S: As realistic as a book about time-travel can be, I guess. Even though I’d never partnered with anyone prior to this, it was a no-brainer to team with Laura. She’s very funny, and since we’re the same age and have a lot of the same influences, it’s been way easier than I thought. Also, since Tradecraft is very heavy with female leads, it’s nice to have an actual female help mould and guide the characters. She is a terrible curser, though. I told her the other day that it was like reading a cursing worksheet from an ESOL class. But she’s getting better!
JP: Describe the typical process for completing and releasing a new chapter of Tradecraft.
L: Essentially, we take turns writing chapters. Shaunn writes a chapter, sends it to me for edits and insertions/deletions, I send my changes back to him, and as long as he likes my changes we publish. Then, I write the next chapter and send it to him for edits.
S: It’s funny seeing people try to guess who wrote what. Really though, there isn’t much editing that happens other than making sure everyone’s language stays consistent. It’s cool though, because one of us will have an idea and text the other right away, and that’s worked out well so far.
JP: Are there parts of this process that are more efficient with a partner? Parts that would go smoother alone?
L: It’s quite nice to have someone to bounce ideas off of, and great to write with someone who has a similar sense of humor because it can make the story twice as amusing. A downside of writing with a partner is just waiting for each other to fit writing or editing into our busy lives. But even that isn’t really a big deal; recently I went on vacation and we were still able to put out a new chapter that week.
S: I think just from a speed/volume perspective, the partnership route is the way to go. I really don’t feel like there’s been anything that has come up as a problem working together. I don’t think either of us are so precious about our ideas that having someone else go “Yeah, but what if we did this” has been anything but helpful.
JP: What’s your general impression of collaborative writing so far? Does releasing as a serial hurt or benefit the writing?
L: I’ve been having a great time writing Tradecraft with Shaunn. Writing a novel is usually very solitary, so having someone else to talk to about a project is a welcome change. One thing about writing that drives me crazy is having a huge plot twist that only I know about and must wait for readers to get to — but with a partner I have someone else to share it with so the waiting for the readers to get to it isn’t as tough! Another benefit or collaborating is if I run up against an issue I can just ask Shaunn a question about whatever plot point is bothering me, and that usually gets me back on track. Collaborating on a serial (as opposed to a traditional novel) has been helpful, I think, because having the chapter updates gives us an external goal and keeps us on track.
S: It’s been great working with Laura. Actually, I almost prefer it to writing solo. Almost. It’s way less work, which is awesome. Plus, it’s nice to have someone that can rein you in. Left to my own devices, I think I have a tendency to go too far on the weird side. Not to say that she isn’t super weird, but it’s an acceptable sort of weird. Writing as a serial I think really helps you learn how to pace things well, since you can’t just have four or five expository chapters in a row. Unless you want to bore everyone to death.

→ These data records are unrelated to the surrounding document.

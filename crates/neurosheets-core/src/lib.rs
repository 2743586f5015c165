//! neurosheets-core - UI-agnostic document model + storage.

pub mod document;
pub mod error;
pub mod storage;

pub use document::{DEFAULT_TITLE, Document};
pub use error::{NeuroSheetsError, Result};

pub use neurosheets_engine::engine::CellRef;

JP: After Tradecraft, would you collaborate on another writing project?
L: I’d definitely collaborate on another project. We actually already have another story in the works!
S: It’s going to be something way different than what we’ve done so far. I think it’ll be a straight comedy. I’ve also been kicking the idea of a podcast around with Laura and one of the other authors, but we’ll have to see on that one. My assumption would be that we would publish it on JP, but we haven’t talked about that part just yet.
JP: Any advice for other writers seeking to co-author a work?
L: Find someone with a similar writing style and sense of humor. Also, someone who isn’t too attached to a rigid schedule is a plus.
S: I’d advise someone to just work with her, but she’s busy. Honestly, though: find someone who’s similar in taste, but has a different perspective. If you’re too similar, I don’t think you’ll get the full benefit of having a partner.
Following up on our latest site update to make our growing community of authors and readers more engaging, we now introduce the “broadcast” feature–a way to directly send a message to all your followers or those you follow!
Our previous update enabled the community feed and personal feed, two display columns which track most of the activity around the site, including individual comments on serials. These tools are great if you want to see what other people are saying about the serials you’ve never read, or if you want to participate in discussions about your favorite chapters. But what if you want to make a general announcement? Not just a comment on a single chapter or review, but a comment concerning multiple chapters or serials, or even something else?
This is where the broadcast feature comes in. With broadcast, any member of JukePop can send out a post directly to all their followers’ personal feeds. You can also write a message on people’s walls, similar to how you would on Facebook. No longer are your comments limited to being on individual chapters of a story; now you can post directly to your wall and your followers’!
Send broadcasts via the comment box sitting at the top of your personal wall or a friend’s. Broadcasts sent from your wall will go out to all your followers’ personal feeds, while broadcasts on someone else’s wall will only go out to their personal feed.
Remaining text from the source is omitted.